Collected data entries
"""

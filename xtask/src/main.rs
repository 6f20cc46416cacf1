use anyhow::{bail, Result};
use std::io::IsTerminal;
use std::path::PathBuf;
use tracing_subscriber::EnvFilter;

mod contracts;
mod demo;
mod python;

const USAGE: &str = "\
Usage:
  cargo run -p xtask -- contracts
  cargo run -p xtask -- demo <harmonograph|lissajous|convolution|derivative-1d|derivative-2d> [--config path.json]";

fn init_tracing() {
    let filter = EnvFilter::try_from_default_env().unwrap_or_else(|_| EnvFilter::new("info"));
    let _ = tracing_subscriber::fmt()
        .with_env_filter(filter)
        .with_target(false)
        .with_ansi(std::io::stdout().is_terminal())
        .try_init();
}

/// Pull `--config <path>` (or `--config=<path>`) out of the trailing demo arguments.
fn parse_config_flag(args: &[String]) -> Result<Option<PathBuf>> {
    let mut config = None;
    let mut iter = args.iter();
    while let Some(arg) = iter.next() {
        let path = if let Some(value) = arg.strip_prefix("--config=") {
            value.to_string()
        } else if arg == "--config" {
            match iter.next() {
                Some(value) => value.clone(),
                None => bail!("--config expects a path"),
            }
        } else {
            bail!("unexpected argument `{arg}`\n{USAGE}");
        };
        if config.replace(PathBuf::from(path)).is_some() {
            bail!("--config given more than once");
        }
    }
    Ok(config)
}

fn main() -> Result<()> {
    init_tracing();
    let mut args = std::env::args().skip(1);
    match args.next().as_deref() {
        Some("contracts") => contracts::run_contracts(),
        Some("demo") => {
            let Some(name) = args.next() else {
                bail!("missing demo name\n{USAGE}");
            };
            let rest: Vec<String> = args.collect();
            let demo = name.parse::<demo::Demo>()?;
            demo::run_demo(demo, parse_config_flag(&rest)?.as_deref())
        }
        _ => {
            eprintln!("{USAGE}");
            Ok(())
        }
    }
}

#[cfg(test)]
mod tests {
    use super::*;

    fn args(v: &[&str]) -> Vec<String> {
        v.iter().map(|s| s.to_string()).collect()
    }

    #[test]
    fn config_flag_accepts_both_spellings() {
        assert_eq!(parse_config_flag(&[]).unwrap(), None);
        assert_eq!(
            parse_config_flag(&args(&["--config", "a.json"])).unwrap(),
            Some(PathBuf::from("a.json"))
        );
        assert_eq!(
            parse_config_flag(&args(&["--config=b.json"])).unwrap(),
            Some(PathBuf::from("b.json"))
        );
    }

    #[test]
    fn config_flag_rejects_strays_and_repeats() {
        assert!(parse_config_flag(&args(&["--config"])).is_err());
        assert!(parse_config_flag(&args(&["--verbose"])).is_err());
        assert!(parse_config_flag(&args(&["--config=a", "--config", "b"])).is_err());
    }
}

"""

» **WHAT THE TASK ASKS**: Copy out each record word for word.

» **RESPONSE BOX**:
filename xtask/src/main.rs
repository 6f20cc46416cacf1
use anyhow::{bail, Result};
use std::io::IsTerminal;
use std::path::PathBuf;
use tracing_subscriber::EnvFilter;

mod contracts;
mod demo;
mod python;

const USAGE: &str = "\
Usage:
  cargo run -p xtask -- contracts
  cargo run -p xtask -- demo <harmonograph|lissajous|convolution|derivative-1d|derivative-2d> [--config path.json]";

fn init_tracing() {
    let filter = EnvFilter::try_from_default_env().unwrap_or_else(|_| EnvFilter::new("info"));
    let _ = tracing_subscriber::fmt()
        .with_env_filter(filter)
        .with_target(false)
        .with_ansi(std::io::stdout().is_terminal())
        .try_init();
}

/// Pull `--config <path>` (or `--config=<path>`) out of the trailing demo arguments.
fn parse_config_flag(args: &[String]) -> Result<Option<PathBuf>> {
    let mut config = None;
    let mut iter = args.iter();
    while let Some(arg) = iter.next() {
        let path = if let Some(value) = arg.strip_prefix("--config=") {
            value.to_string()
        } else if arg == "--config" {
            match iter.next() {
                Some(value) => value.clone(),
                None => bail!("--config expects a path"),
            }
        } else {
            bail!("unexpected argument `{arg}`\n{USAGE}");
        };
        if config.replace(PathBuf::from(path)).is_some() {
            bail!("--config given more than once");
        }
    }
    Ok(config)
}

fn main() -> Result<()> {
    init_tracing();
    let mut args = std::env::args().skip(1);
    match args.next().as_deref() {
        Some("contracts") => contracts::run_contracts(),
        Some("demo") => {
            let Some(name) = args.next() else {
                bail!("missing demo name\n{USAGE}");
            };
            let rest: Vec<String> = args.collect();
            let demo = name.parse::<demo::Demo>()?;
            demo::run_demo(demo, parse_config_flag(&rest)?.as_deref())
        }
        _ => {
            eprintln!("{USAGE}");
            Ok(())
        }
    }
}

#[cfg(test)]
mod tests {
    use super::*;

    fn args(v: &[&str]) -> Vec<String> {
        v.iter().map(|s| s.to_string()).collect()
    }

    #[test]
    fn config_flag_accepts_both_spellings() {
        assert_eq!(parse_config_flag(&[]).unwrap(), None);
        assert_eq!(
            parse_config_flag(&args(&["--config", "a.json"])).unwrap(),
            Some(PathBuf::from("a.json"))
        );
        assert_eq!(
            parse_config_flag(&args(&["--config=b.json"])).unwrap(),
            Some(PathBuf::from("b.json"))
        );
    }

    #[test]
    fn config_flag_rejects_strays_and_repeats() {
        assert!(parse_config_flag(&args(&["--config"])).is_err());
        assert!(parse_config_flag(&args(&["--verbose"])).is_err());
        assert!(parse_config_flag(&args(&["--config=a", "--config", "b"])).is_err());
    }
}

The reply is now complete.